Dr. Eisenstock says she doesn’t start new roles or programs for the affiliated practitioners without getting the green light from Therrien.
“Crystal now represents the voice for how the division decides to employ APPs and the strategies we use to fill various roles,” she says. TH
Larry Beresford is a freelance writer in Alameda, Calif.
How NPs, PAs Can Prepare for Greater Leadership Roles
Michael Huckabee, MPAS, PhD, PA-C, is director of the Division of Physician Assistant Education at the University of Nebraska Medical Center in Omaha, where he trains both entry-level students and mid-career practitioners pursuing distance learning.

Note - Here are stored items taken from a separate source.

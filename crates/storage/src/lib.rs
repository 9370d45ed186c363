//! Storage Layer
//!
//! Entity homes persist one entity type each over a pluggable
//! [`StorageBackend`]. Vector homes store readings as members of a
//! measurement vector, and the [`HomeFactory`] hands out exactly one home
//! per registered entity type.

mod backend;
mod bindings;
mod config;
mod entity;
mod factory;
mod home;
mod identifier;
mod measurement;
mod vector;

pub use backend::{MemoryBackend, SqliteBackend, StorageBackend};
pub use bindings::{BluetoothReadingVectorHome, GsmReadingVectorHome, WifiReadingVectorHome};
pub use config::{BackendKind, StorageConfig};
pub use entity::{Entity, MeasurementRecord};
pub use factory::{FactoryHandle, HomeFactory, HomeKey, HomeKind};
pub use home::EntityHome;
pub use identifier::{
    EntityIdentifier, BLUETOOTH_READING, FINGERPRINT, GSM_READING, LOCATION, MAP, MEASUREMENT,
    WIFI_READING,
};
pub use measurement::MeasurementHome;
pub use vector::VectorHome;

use thiserror::Error;

/// Storage errors
#[derive(Debug, Error)]
pub enum StorageError {
    /// Backend failure (I/O, connectivity, SQL)
    #[error("Database error: {0}")]
    DatabaseError(String),
    #[error("{kind} record {id} not found")]
    NotFound { kind: String, id: i64 },
    /// Update of an entity that was never persisted
    #[error("{kind} entity has not been persisted yet")]
    Unsaved { kind: String },
    /// Missing or conflicting home binding
    #[error("Configuration error: {0}")]
    ConfigurationError(String),
    #[error("Serialization error: {0}")]
    SerializationError(String),
}

impl StorageError {
    pub(crate) fn not_found(kind: &str, id: i64) -> Self {
        StorageError::NotFound {
            kind: kind.to_string(),
            id,
        }
    }

    /// Whether the requested record simply does not exist
    pub fn is_not_found(&self) -> bool {
        matches!(self, StorageError::NotFound { .. })
    }

    /// Whether the error points at a missing or broken home binding
    pub fn is_configuration(&self) -> bool {
        matches!(self, StorageError::ConfigurationError(_))
    }
}

impl From<sqlx::Error> for StorageError {
    fn from(err: sqlx::Error) -> Self {
        StorageError::DatabaseError(err.to_string())
    }
}

impl From<postcard::Error> for StorageError {
    fn from(err: postcard::Error) -> Self {
        StorageError::SerializationError(err.to_string())
    }
}
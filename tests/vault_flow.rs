//! End-to-end vault flows through the public API, with a simulated external
//! balance store on the other side of the funding rail so value conservation
//! can be checked across the custody boundary.

use std::collections::BTreeMap;

use hodl_vault::{
    AccountId, Amount, Clock, FundingRail, ManualClock, RailError, RecordingNotifier, Vault,
    VaultError, VaultEvent, LOCK_DURATION,
};

/// External balances the rail debits on collect and credits on release.
#[derive(Default)]
struct ExternalBank {
    balances: BTreeMap<AccountId, Amount>,
}

impl ExternalBank {
    fn fund(&mut self, account: &str, amount: Amount) {
        *self.balances.entry(account.to_string()).or_default() += amount;
    }

    fn balance(&self, account: &str) -> Amount {
        self.balances.get(account).copied().unwrap_or(0)
    }

    fn total(&self) -> Amount {
        self.balances.values().sum()
    }
}

impl FundingRail for ExternalBank {
    fn collect(&mut self, account: &AccountId, amount: Amount) -> Result<(), RailError> {
        let balance = self.balances.entry(account.clone()).or_default();
        if *balance < amount {
            return Err(RailError::Rejected(format!(
                "{account} holds {balance}, needs {amount}"
            )));
        }
        *balance -= amount;
        Ok(())
    }

    fn release(&mut self, account: &AccountId, amount: Amount) -> Result<(), RailError> {
        *self.balances.entry(account.clone()).or_default() += amount;
        Ok(())
    }
}

#[test]
fn full_cycle_conserves_value_across_the_custody_boundary() {
    let mut vault = Vault::new();
    let clock = ManualClock::at(1_000_000);
    let mut bank = ExternalBank::default();
    let mut notifier = RecordingNotifier::default();

    bank.fund("alice", 5_000);
    let external_total = bank.total();
    let alice = "alice".to_string();

    vault
        .deposit(&alice, 3_000, &clock, &mut bank, &mut notifier)
        .unwrap();
    assert_eq!(bank.balance("alice"), 2_000);
    assert_eq!(vault.balance_of(&alice), 3_000);
    assert_eq!(bank.total() + vault.balance_of(&alice), external_total);

    clock.advance(LOCK_DURATION);
    let released = vault
        .withdraw(&alice, &clock, &mut bank, &mut notifier)
        .unwrap();
    assert_eq!(released, 3_000);
    assert_eq!(bank.balance("alice"), 5_000);
    assert_eq!(vault.balance_of(&alice), 0);
    assert_eq!(bank.total(), external_total);

    assert_eq!(
        notifier.events,
        vec![
            VaultEvent::Deposit {
                account: alice.clone(),
                amount: 3_000,
                new_maturity: 1_000_000 + LOCK_DURATION,
            },
            VaultEvent::Withdraw {
                account: alice,
                amount_released: 3_000,
            },
        ]
    );
}

#[test]
fn rejected_collect_leaves_both_sides_untouched() {
    let mut vault = Vault::new();
    let clock = ManualClock::at(1_000_000);
    let mut bank = ExternalBank::default();
    let mut notifier = RecordingNotifier::default();

    bank.fund("bob", 100);
    let bob = "bob".to_string();

    let err = vault
        .deposit(&bob, 500, &clock, &mut bank, &mut notifier)
        .unwrap_err();
    assert!(matches!(err, VaultError::Rail(RailError::Rejected(_))));
    assert_eq!(bank.balance("bob"), 100);
    assert_eq!(vault.balance_of(&bob), 0);
    assert_eq!(vault.maturity_of(&bob), 0);
    assert!(notifier.events.is_empty());
}

#[test]
fn later_deposit_rearms_the_lock_for_the_whole_balance() {
    let mut vault = Vault::new();
    let clock = ManualClock::at(50_000);
    let mut bank = ExternalBank::default();
    let mut notifier = RecordingNotifier::default();

    bank.fund("carol", 10_000);
    let carol = "carol".to_string();

    vault
        .deposit(&carol, 1_000, &clock, &mut bank, &mut notifier)
        .unwrap();
    let first_maturity = vault.maturity_of(&carol);

    // Nearly through the first lock, a second deposit restarts it in full.
    clock.advance(LOCK_DURATION - 10);
    vault
        .deposit(&carol, 1_000, &clock, &mut bank, &mut notifier)
        .unwrap();
    assert_eq!(vault.balance_of(&carol), 2_000);
    assert_eq!(vault.maturity_of(&carol), clock.now() + LOCK_DURATION);

    // The original maturity no longer gates anything; the new one does, for
    // the entire balance.
    clock.set(first_maturity);
    let err = vault
        .withdraw(&carol, &clock, &mut bank, &mut notifier)
        .unwrap_err();
    assert!(matches!(err, VaultError::Locked { .. }));

    clock.set(vault.maturity_of(&carol));
    assert_eq!(
        vault
            .withdraw(&carol, &clock, &mut bank, &mut notifier)
            .unwrap(),
        2_000
    );
    assert_eq!(bank.balance("carol"), 10_000);
}
//! The vault state machine.
//!
//! [`Vault`] owns the account table and implements the two state-changing
//! operations, `deposit` and `withdraw`. Each operation is a single atomic
//! unit per account: it either commits fully (table updated, funds moved,
//! event emitted) or fails with no visible change.

use std::collections::BTreeMap;

use serde::{Deserialize, Serialize};
use sha2::{Digest, Sha256};
use tracing::debug;

use crate::clock::Clock;
use crate::notify::{Notifier, VaultEvent};
use crate::rail::{FundingRail, RailError};

pub type AccountId = String;
pub type Amount = u64;

/// Lock applied to an account on every deposit: two years, at 365.25 days
/// per year, in seconds.
pub const LOCK_DURATION: u64 = 63_072_000;

#[derive(Debug, thiserror::Error)]
pub enum VaultError {
    /// Deposits of zero are meaningless and rejected up front.
    #[error("you can only deposit non-zero amounts")]
    InvalidAmount,

    /// Withdrawal attempted before the account's lock matured.
    #[error("account {account} is locked until {maturity}, now is {now}")]
    Locked {
        account: AccountId,
        maturity: u64,
        now: u64,
    },

    /// Withdrawal attempted with no active deposit: the account was never
    /// funded, or was already withdrawn.
    #[error("no funds were ever deposited for account {account}")]
    NoFunds { account: AccountId },

    /// The value-transfer step refused to move funds. No vault state was
    /// committed.
    #[error("funding rail failure: {0}")]
    Rail(#[from] RailError),
}

/// Per-account custody state.
///
/// `maturity` is the timestamp before which withdrawal is forbidden; zero
/// means "no active deposit". Outside a call, `balance == 0` exactly when
/// `maturity == 0`; the canonical empty state is an absent table entry.
#[derive(Clone, Debug, Default, Serialize, Deserialize, PartialEq, Eq)]
pub struct AccountRecord {
    pub balance: Amount,
    pub maturity: u64,
}

/// Point-in-time copy of the account table with a content digest.
#[derive(Clone, Debug, Serialize, Deserialize, PartialEq, Eq)]
pub struct VaultSnapshot {
    pub accounts: BTreeMap<AccountId, AccountRecord>,
    pub digest: [u8; 32],
}

/// The custody ledger: account table plus the deposit/withdraw rules.
#[derive(Clone, Debug, Default, Serialize, Deserialize, PartialEq, Eq)]
pub struct Vault {
    accounts: BTreeMap<AccountId, AccountRecord>,
}

impl Vault {
    pub fn new() -> Self {
        Self::default()
    }

    /// Current balance in custody for `account`; zero when absent.
    pub fn balance_of(&self, account: &AccountId) -> Amount {
        self.accounts
            .get(account)
            .map(|record| record.balance)
            .unwrap_or(0)
    }

    /// Current maturity timestamp for `account`; zero when there is no
    /// active deposit.
    pub fn maturity_of(&self, account: &AccountId) -> u64 {
        self.accounts
            .get(account)
            .map(|record| record.maturity)
            .unwrap_or(0)
    }

    /// Credit `amount` to `account` and re-arm its lock.
    ///
    /// The maturity is always overwritten with `now + LOCK_DURATION`: every
    /// new deposit commits the whole balance to a fresh full lock, even when
    /// the previous lock had nearly expired. Returns the new maturity.
    pub fn deposit(
        &mut self,
        account: &AccountId,
        amount: Amount,
        clock: &dyn Clock,
        rail: &mut dyn FundingRail,
        notifier: &mut dyn Notifier,
    ) -> Result<u64, VaultError> {
        if amount == 0 {
            return Err(VaultError::InvalidAmount);
        }

        rail.collect(account, amount)?;

        let now = clock.now();
        let record = self.accounts.entry(account.clone()).or_default();
        record.balance += amount;
        record.maturity = now + LOCK_DURATION;
        let new_maturity = record.maturity;

        debug!(%account, amount, new_maturity, "deposit credited");
        notifier.notify(&VaultEvent::Deposit {
            account: account.clone(),
            amount,
            new_maturity,
        });
        Ok(new_maturity)
    }

    /// Release the entire balance of `account` and clear its record.
    ///
    /// Fails with [`VaultError::Locked`] strictly before maturity and with
    /// [`VaultError::NoFunds`] when there is no active deposit; both leave
    /// the table untouched.
    pub fn withdraw(
        &mut self,
        account: &AccountId,
        clock: &dyn Clock,
        rail: &mut dyn FundingRail,
        notifier: &mut dyn Notifier,
    ) -> Result<Amount, VaultError> {
        let now = clock.now();
        let record = self.accounts.get(account).cloned().unwrap_or_default();

        // Lock check first: a funded account in its lock window reports
        // Locked, and only a maturity of zero means "nothing to withdraw".
        if record.maturity != 0 && now < record.maturity {
            return Err(VaultError::Locked {
                account: account.clone(),
                maturity: record.maturity,
                now,
            });
        }
        if record.maturity == 0 {
            return Err(VaultError::NoFunds {
                account: account.clone(),
            });
        }

        let amount = record.balance;

        // Clear the record before handing funds to the rail so no re-entrant
        // caller can observe a stale balance and withdraw twice.
        self.accounts.remove(account);
        if let Err(err) = rail.release(account, amount) {
            // The rail moved nothing; reinstate the record verbatim.
            self.accounts.insert(account.clone(), record);
            return Err(err.into());
        }

        debug!(%account, amount, "withdrawal released");
        notifier.notify(&VaultEvent::Withdraw {
            account: account.clone(),
            amount_released: amount,
        });
        Ok(amount)
    }

    /// Copy the account table and fingerprint its contents.
    pub fn snapshot(&self) -> VaultSnapshot {
        VaultSnapshot {
            accounts: self.accounts.clone(),
            digest: account_table_digest(&self.accounts),
        }
    }
}

/// SHA-256 pairwise fold over the sorted account entries. Deterministic for
/// equal tables, sensitive to any record change.
fn account_table_digest(accounts: &BTreeMap<AccountId, AccountRecord>) -> [u8; 32] {
    let mut layer: Vec<[u8; 32]> = accounts
        .iter()
        .map(|(account, record)| {
            let mut hasher = Sha256::new();
            hasher.update(b"vault-acct");
            hasher.update(account.as_bytes());
            hasher.update(record.balance.to_le_bytes());
            hasher.update(record.maturity.to_le_bytes());
            hasher.finalize().into()
        })
        .collect();

    if layer.is_empty() {
        return Sha256::digest(b"vault-empty").into();
    }
    while layer.len() > 1 {
        layer = layer
            .chunks(2)
            .map(|pair| {
                let mut hasher = Sha256::new();
                hasher.update(b"vault-node");
                hasher.update(pair[0]);
                // Odd tail pairs with itself.
                hasher.update(pair.get(1).unwrap_or(&pair[0]));
                hasher.finalize().into()
            })
            .collect();
    }
    layer[0]
}
//! Custodial two-year time-lock vault.
//!
//! Deposits credit an account inside the vault and arm a lock that restarts
//! in full with every deposit. Withdrawal is all-or-nothing: once the lock
//! has matured the vault releases the account's entire balance and clears the
//! record. Funds never leave custody before maturity.
//!
//! The crate exposes three collaborator seams so the state machine can be
//! driven deterministically and embedded in different environments:
//!
//! * [`clock`] — read-only time oracle; the vault consults it but never
//!   advances time itself.
//! * [`rail`] — the value-transfer mechanism that actually moves funds into
//!   and out of custody. Both directions are fallible, and a failed transfer
//!   commits no vault state.
//! * [`notify`] — fire-and-forget delivery of deposit and withdrawal events,
//!   always after the state change they describe.
//!
//! The modules are intentionally small and focused so that embedders (the
//! bundled CLI, services, test harnesses) can combine them without bespoke
//! plumbing in each consumer.

pub mod clock;
pub mod notify;
pub mod rail;
pub mod vault;

pub use clock::{Clock, ManualClock, SystemClock};
pub use notify::{Notifier, NullNotifier, RecordingNotifier, VaultEvent};
pub use rail::{FundingRail, RailError};
pub use vault::{AccountId, AccountRecord, Amount, Vault, VaultError, VaultSnapshot, LOCK_DURATION};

“When PAs are group leaders, they need to have the ability and orientation to involve all of their physicians in decision making,” Huckabee says. “This is a collaborative model of leadership. A term we use in leadership training is called ‘persuasive mapping’—the ability to influence others through reasoning to do something greater.”
What does Huckabee look for in students who might have a knack for leadership but could use a nudge in that direction?
“It’s a person who is somewhat gregarious and who builds strong relationships with others. They come to him or her for advice and ideas. But also with some level of humility—aware and accepting of personal limitations. These are the folks where we can say, ‘Let’s talk about your leadership skills and where we can strengthen you to be better prepared for the opportunities that can come up,’” he explains.
Huckabee says PAs need to get their names into consideration for opportunities on hospital committees such as pharmacy, credentialing, or ethics.
“You have to be well-versed about where you fit as a professional, relative to other advanced practitioners, and how the system works,” he says. “You have to be at the table, looking for opportunities to move the organization forward.”
Laurie Benton, PhD, MPAS, PA-C, RN, DFAAPA, who is the system director of advanced practice professionals for the Baylor Scott & White Health in Dallas, offers some additional advice for PAs and NPs who would like to rise to positions of leadership in their hospital groups or health systems.
“I recommend taking as many leadership classes as your facility offers,” she says. “Also consider taking outside leadership courses and even getting a second degree in business.”
Benton also says NPs and PAs should get involved in state and national professional and specialty associations. For example, the National Commission on Certification of Physician Assistants now offers a certificate of added qualifications in hospital medicine.
“That is where you will learn a great deal about laws that govern PAs and upcoming legislation that could affect what PAs are allowed to do and how they get paid,” she says, as well as the credentialing and boarding of PAs and NPs, which vary from state to state and from hospital to hospital.